Adequate (≥800 IU/day) vitamin D supplement use in Australian residential aged care facilities (RACFs) is variable and non-optimal. The vitamin D implementation (ViDAus) study aimed to employ a range of strategies to support the uptake of this best practice in participating facilities. The aim of this paper is to report on facility level prevalence outcomes and factors associated with vitamin D supplement use.

This trial followed a stepped wedge cluster, non-randomised design with 41 individual facilities serving as clusters pragmatically allocated into two wedges that commenced the intervention six months apart. This multifaceted, interdisciplinary knowledge translation intervention was led by a project officer, who worked with nominated champions at participating facilities to provide education and undertake quality improvement (QI) planning. Local barriers and responsive strategies were identified to engage stakeholders and promote widespread uptake of vitamin D supplement use.

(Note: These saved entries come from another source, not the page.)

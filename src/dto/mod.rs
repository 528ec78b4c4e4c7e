/// Health check payload.
pub mod health;
/// Game status reported to players.
pub mod phase;
/// Field validators for client messages.
pub mod validation;
/// WebSocket message envelopes.
pub mod ws;
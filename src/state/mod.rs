/// Player colors and creator color assignment.
pub mod color;
/// Outbound handle for a single WebSocket.
pub mod connection;
/// Game id to session lookup.
pub mod registry;
/// Chess rules adapter.
pub mod rules;
/// One game and its participants.
pub mod session;
/// Session lifecycle phases.
pub mod state_machine;

use std::sync::Arc;

use axum::extract::ws::Message;
use tokio::sync::mpsc;

use crate::config::AppConfig;

use self::{
    color::ColorPicker,
    connection::Connection,
    registry::SessionRegistry,
    rules::StandardChess,
};

/// Application state handle shared across handlers.
pub type SharedState = Arc<AppState>;
/// Registry of standard chess sessions served by the application.
pub type ChessRegistry = SessionRegistry<StandardChess>;

/// Central application state: configuration and the session registry.
pub struct AppState {
    config: Arc<AppConfig>,
    registry: ChessRegistry,
}

impl AppState {
    /// Construct a new [`AppState`] from the on-disk configuration, wrapped in an [`Arc`].
    pub fn new() -> SharedState {
        Self::with_config(AppConfig::load())
    }

    /// Construct a new [`AppState`] from an explicit configuration.
    pub fn with_config(config: AppConfig) -> SharedState {
        let registry = SessionRegistry::new(
            StandardChess,
            config.registry_locking(),
            ColorPicker::from_seed(config.color_seed()),
        );
        Arc::new(Self {
            config: Arc::new(config),
            registry,
        })
    }

    /// Shared runtime configuration.
    pub fn config(&self) -> Arc<AppConfig> {
        self.config.clone()
    }

    /// Registry of live sessions.
    pub fn registry(&self) -> &ChessRegistry {
        &self.registry
    }

    /// Allocate a connection handle and the receiving end of its outbound queue.
    pub fn open_connection(&self) -> (Connection, mpsc::Receiver<Message>) {
        let (tx, rx) = mpsc::channel(self.config.outbound_buffer());
        (Connection::new(tx, self.config.write_timeout()), rx)
    }
}
use std::fs;
use std::io;
use std::path::Path;
use std::path::PathBuf;
use std::sync::Arc;
use std::time::SystemTime;

use tracing::trace;

use crate::paths;
use crate::version;
use crate::vfs::{FileMeta, VirtualFs};

/// The fixed pseudo-architecture every build targets.
pub const PSEUDO_ARCH: &str = "js";

/// Always-on build tag selecting the non-networked stdlib variants.
pub const TAG_NONET: &str = "nonet";
/// Always-on build tag selecting the non-FFI stdlib variants.
pub const TAG_NOFFI: &str = "noffi";
/// Implicit tag present while foreign-interface detection is enabled.
pub const TAG_FFI: &str = "ffi";

const KNOWN_OS: &[&str] = &["linux", "macos", "windows", "freebsd", "openbsd", "netbsd"];
const KNOWN_ARCH: &[&str] = &["amd64", "arm64", "arm", "386", "wasm", "riscv64", "js"];

/// Target tag for the machine the toolchain itself runs on. Tags are kept
/// underscore-free so they compose with the `_os_arch` file-name
/// convention.
#[must_use]
pub fn host_arch_tag() -> &'static str {
    match std::env::consts::ARCH {
        "x86_64" => "amd64",
        "aarch64" => "arm64",
        "x86" => "386",
        "riscv64" => "riscv64",
        "arm" => "arm",
        _ => "amd64",
    }
}

/// Per-build lookup configuration: where packages live, which source files
/// qualify, and how to reach them. Effectively immutable once the session
/// is constructed; the resolver works on short-lived copies when a package
/// override needs to bend a field.
#[derive(Debug, Clone)]
pub struct BuildContext {
    pub lib_root: PathBuf,
    pub workspaces: Vec<PathBuf>,
    pub os: String,
    pub arch: String,
    pub install_suffix: String,
    pub build_tags: Vec<String>,
    pub release_tags: Vec<String>,
    /// Kept on so imports of the "ffi" pseudo-package are diagnosed rather
    /// than silently dropped.
    pub ffi_enabled: bool,
    dispatch: Dispatch,
}

#[derive(Debug, Clone)]
enum Dispatch {
    /// Real filesystem, with the embedded toolchain tree consulted first
    /// for paths under `<lib_root>/src/glintjs`.
    Host { toolchain_fs: Arc<VirtualFs> },
    /// Embedded tree only; used by the augmentor for the natives overlay.
    VirtualOnly { fs: Arc<VirtualFs> },
}

impl BuildContext {
    #[must_use]
    pub fn new(
        install_suffix: &str,
        build_tags: &[String],
        lib_root: PathBuf,
        workspaces: Vec<PathBuf>,
        toolchain_fs: Arc<VirtualFs>,
        language_minor: u32,
    ) -> Self {
        let mut tags = build_tags.to_vec();
        tags.push(TAG_NONET.to_string());
        tags.push(TAG_NOFFI.to_string());
        Self {
            lib_root,
            workspaces,
            os: std::env::consts::OS.to_string(),
            arch: PSEUDO_ARCH.to_string(),
            install_suffix: install_suffix.to_string(),
            build_tags: tags,
            release_tags: version::release_tags(language_minor),
            ffi_enabled: true,
            dispatch: Dispatch::Host { toolchain_fs },
        }
    }

    /// Synthetic context rooted at `/` over the natives tree, used by the
    /// augmentor to look up override packages.
    #[must_use]
    pub fn for_natives(fs: Arc<VirtualFs>, os: &str, arch: &str) -> Self {
        Self {
            lib_root: PathBuf::from("/"),
            workspaces: Vec::new(),
            os: os.to_string(),
            arch: arch.to_string(),
            install_suffix: String::new(),
            build_tags: Vec::new(),
            release_tags: Vec::new(),
            ffi_enabled: false,
            dispatch: Dispatch::VirtualOnly { fs },
        }
    }

    fn virtual_key(&self, path: &Path) -> Option<(&VirtualFs, String)> {
        match &self.dispatch {
            Dispatch::VirtualOnly { fs } => {
                Some((fs.as_ref(), path.to_string_lossy().replace('\\', "/")))
            }
            Dispatch::Host { toolchain_fs } => paths::under_toolchain_tree(path, &self.lib_root)
                .map(|key| (toolchain_fs.as_ref(), key)),
        }
    }

    #[must_use]
    pub fn is_dir(&self, path: &Path) -> bool {
        if let Some((fs, key)) = self.virtual_key(path) {
            if fs.is_dir(&key) {
                return true;
            }
            if matches!(self.dispatch, Dispatch::VirtualOnly { .. }) {
                return false;
            }
        }
        fs::metadata(path).map(|meta| meta.is_dir()).unwrap_or(false)
    }

    pub fn read_dir(&self, path: &Path) -> io::Result<Vec<FileMeta>> {
        if let Some((fs, key)) = self.virtual_key(path) {
            if let Some(entries) = fs.read_dir(&key) {
                trace!(path = %path.display(), "read_dir served from embedded tree");
                return Ok(entries);
            }
            if matches!(self.dispatch, Dispatch::VirtualOnly { .. }) {
                return Err(io::Error::new(io::ErrorKind::NotFound, "no such directory"));
            }
        }
        let mut entries = Vec::new();
        for entry in fs::read_dir(path)? {
            let entry = entry?;
            let meta = entry.metadata()?;
            entries.push(FileMeta {
                name: entry.file_name().to_string_lossy().into_owned(),
                is_dir: meta.is_dir(),
                modified: meta.modified().unwrap_or(SystemTime::UNIX_EPOCH),
            });
        }
        entries.sort_by(|a, b| a.name.cmp(&b.name));
        Ok(entries)
    }

    pub fn open_file(&self, path: &Path) -> io::Result<Vec<u8>> {
        if let Some((fs, key)) = self.virtual_key(path) {
            if let Some(contents) = fs.open(&key) {
                return Ok(contents.to_vec());
            }
            if matches!(self.dispatch, Dispatch::VirtualOnly { .. }) {
                return Err(io::Error::new(io::ErrorKind::NotFound, "no such file"));
            }
        }
        fs::read(path)
    }

    pub fn stat(&self, path: &Path) -> io::Result<FileMeta> {
        if let Some((fs, key)) = self.virtual_key(path) {
            if let Some(meta) = fs.stat(&key) {
                return Ok(meta);
            }
            if matches!(self.dispatch, Dispatch::VirtualOnly { .. }) {
                return Err(io::Error::new(io::ErrorKind::NotFound, "no such file"));
            }
        }
        let meta = fs::metadata(path)?;
        Ok(FileMeta {
            name: path
                .file_name()
                .map(|name| name.to_string_lossy().into_owned())
                .unwrap_or_default(),
            is_dir: meta.is_dir(),
            modified: meta.modified().unwrap_or(SystemTime::UNIX_EPOCH),
        })
    }

    /// Whether one `//build:` term is satisfied. A leading `!` negates.
    #[must_use]
    pub fn tag_ok(&self, term: &str) -> bool {
        let (negate, name) = match term.strip_prefix('!') {
            Some(rest) => (true, rest),
            None => (false, term),
        };
        self.tag_set_contains(name) != negate
    }

    fn tag_set_contains(&self, name: &str) -> bool {
        name == self.os
            || name == self.arch
            || (name == TAG_FFI && self.ffi_enabled)
            || self.build_tags.iter().any(|tag| tag == name)
            || self.release_tags.iter().any(|tag| tag == name)
    }

    /// Whether a file name's `_os` / `_arch` suffix convention admits it
    /// for this target. Segments before the first underscore never
    /// constrain, so `linux.g` is not an OS-specific file.
    #[must_use]
    pub fn file_matches_target(&self, name: &str) -> bool {
        let stem = name.split('.').next().unwrap_or(name);
        let Some(index) = stem.find('_') else {
            return true;
        };
        let mut parts: Vec<&str> = stem[index + 1..].split('_').collect();
        if parts.last() == Some(&"test") {
            parts.pop();
        }
        let n = parts.len();
        if n >= 2 && KNOWN_OS.contains(&parts[n - 2]) && KNOWN_ARCH.contains(&parts[n - 1]) {
            return parts[n - 2] == self.os && parts[n - 1] == self.arch;
        }
        if n >= 1 {
            let last = parts[n - 1];
            if KNOWN_OS.contains(&last) {
                return last == self.os;
            }
            if KNOWN_ARCH.contains(&last) {
                return last == self.arch;
            }
        }
        true
    }
}
use std::env;
use std::path::{Path, PathBuf};

/// Import-path prefix under which the toolchain's own packages live.
pub const TOOLCHAIN_PATH: &str = "glintjs";

/// Directory of the embedded toolchain packages inside the library tree.
#[must_use]
pub fn toolchain_tree(lib_root: &Path) -> PathBuf {
    lib_root.join("src").join(TOOLCHAIN_PATH)
}

/// If `path` lies under the embedded toolchain tree, returns the
/// slash-separated remainder used to address the virtual filesystem.
/// Both sides are compared component-wise, so host separators do not leak
/// into the virtual keys.
#[must_use]
pub fn under_toolchain_tree(path: &Path, lib_root: &Path) -> Option<String> {
    let rel = path.strip_prefix(toolchain_tree(lib_root)).ok()?;
    let mut key = String::from("/");
    for (index, component) in rel.components().enumerate() {
        if index > 0 {
            key.push('/');
        }
        key.push_str(&component.as_os_str().to_string_lossy());
    }
    Some(key)
}

/// Returns `files` without the listed names.
#[must_use]
pub fn exclude(files: &[String], drop: &[&str]) -> Vec<String> {
    files
        .iter()
        .filter(|file| !drop.contains(&file.as_str()))
        .cloned()
        .collect()
}

/// Returns `files` with the listed names appended, de-duplicating first.
#[must_use]
pub fn include(files: &[String], add: &[&str]) -> Vec<String> {
    let mut out = exclude(files, add);
    out.extend(add.iter().map(|name| (*name).to_string()));
    out
}

/// Returns `files` without entries whose name starts with `prefix`.
#[must_use]
pub fn exclude_prefixed(files: &[String], prefix: &str) -> Vec<String> {
    files
        .iter()
        .filter(|file| !file.starts_with(prefix))
        .cloned()
        .collect()
}

/// Splits a platform path-list value (the workspace list) into paths.
#[must_use]
pub fn split_path_list(value: &str) -> Vec<PathBuf> {
    if value.is_empty() {
        return Vec::new();
    }
    env::split_paths(value).collect()
}

/// Returns the first workspace that is a prefix of `file`, if any.
#[must_use]
pub fn workspace_prefix<'a>(file: &Path, workspaces: &'a [PathBuf]) -> Option<&'a Path> {
    workspaces
        .iter()
        .map(PathBuf::as_path)
        .find(|workspace| file.starts_with(workspace))
}

#[cfg(test)]
mod tests {
    use super::*;

    fn names(list: &[&str]) -> Vec<String> {
        list.iter().map(|name| (*name).to_string()).collect()
    }

    #[test]
    fn exclude_drops_only_listed_names() {
        let files = names(&["rand.g", "util.g", "rand_linux.g"]);
        assert_eq!(
            exclude(&files, &["rand_linux.g"]),
            names(&["rand.g", "util.g"])
        );
        assert_eq!(exclude(&files, &["missing.g"]), files);
    }

    #[test]
    fn include_never_duplicates() {
        let files = names(&["root.g", "root_unix.g"]);
        let out = include(&files, &["root_unix.g", "root_js.g"]);
        assert_eq!(out, names(&["root.g", "root_unix.g", "root_js.g"]));
    }

    #[test]
    fn exclude_prefixed_matches_on_prefix() {
        let files = names(&["executable_linux.g", "executable_windows.g", "file.g"]);
        assert_eq!(exclude_prefixed(&files, "executable_"), names(&["file.g"]));
    }

    #[test]
    fn toolchain_tree_prefix_is_component_wise() {
        let root = Path::new("/opt/glint");
        let inside = Path::new("/opt/glint/src/glintjs/nosync/map.g");
        assert_eq!(
            under_toolchain_tree(inside, root),
            Some("/nosync/map.g".to_string())
        );

        let outside = Path::new("/opt/glint/src/glintjsx/map.g");
        assert_eq!(under_toolchain_tree(outside, root), None);

        let exact = Path::new("/opt/glint/src/glintjs");
        assert_eq!(under_toolchain_tree(exact, root), Some("/".to_string()));
    }

    #[test]
    fn workspace_prefix_prefers_listed_order() {
        let workspaces = vec![PathBuf::from("/home/dev/glint"), PathBuf::from("/srv/glint")];
        let file = Path::new("/srv/glint/src/foo/bar.g");
        assert_eq!(
            workspace_prefix(file, &workspaces),
            Some(Path::new("/srv/glint"))
        );
        assert_eq!(workspace_prefix(Path::new("/tmp/x.g"), &workspaces), None);
    }

    #[test]
    fn split_path_list_handles_empty_value() {
        assert!(split_path_list("").is_empty());
        let joined = env::join_paths(["/a", "/b"]).expect("join test paths");
        let listed = split_path_list(joined.to_str().expect("utf8 path list"));
        assert_eq!(listed, vec![PathBuf::from("/a"), PathBuf::from("/b")]);
    }
}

This study found no significant difference in the change of vitamin D supplement use between the intervention (17 facilities with approx. 1500 residents) and control group (24 facilities with approx. 1900 residents) at six months (difference in prevalence change between groups was 1.10, 95% CI − 3.8 to 6.0, p = 0.6). The average overall facility change in adequate (≥800 IU/day) vitamin D supplement use over 12 months was 3.86% (95% CI 0.6 to 7.2, p = 0.02), which achieved a facility level average prevalence of 59.6%. The variation in uptake at 12 months ranged from 25 to 88% of residents at each facility. In terms of the types of strategies employed for implementation, there were no statistical differences between facilities that achieved a clinically meaningful improvement (≥10%) or a desired prevalence of vitamin D supplement use (80% of residents) compared to those that did not.

This work confirms the complex nature of implementation of best practice in the RACF setting and indicates that more needs to be done to ensure best practice is translated into action. Whilst some strategies appeared to be associated with better outcomes, the statistical insignificance of these findings and the overall limited impact of the intervention suggests that the role of broader organisational and governmental support for implementation should be investigated further.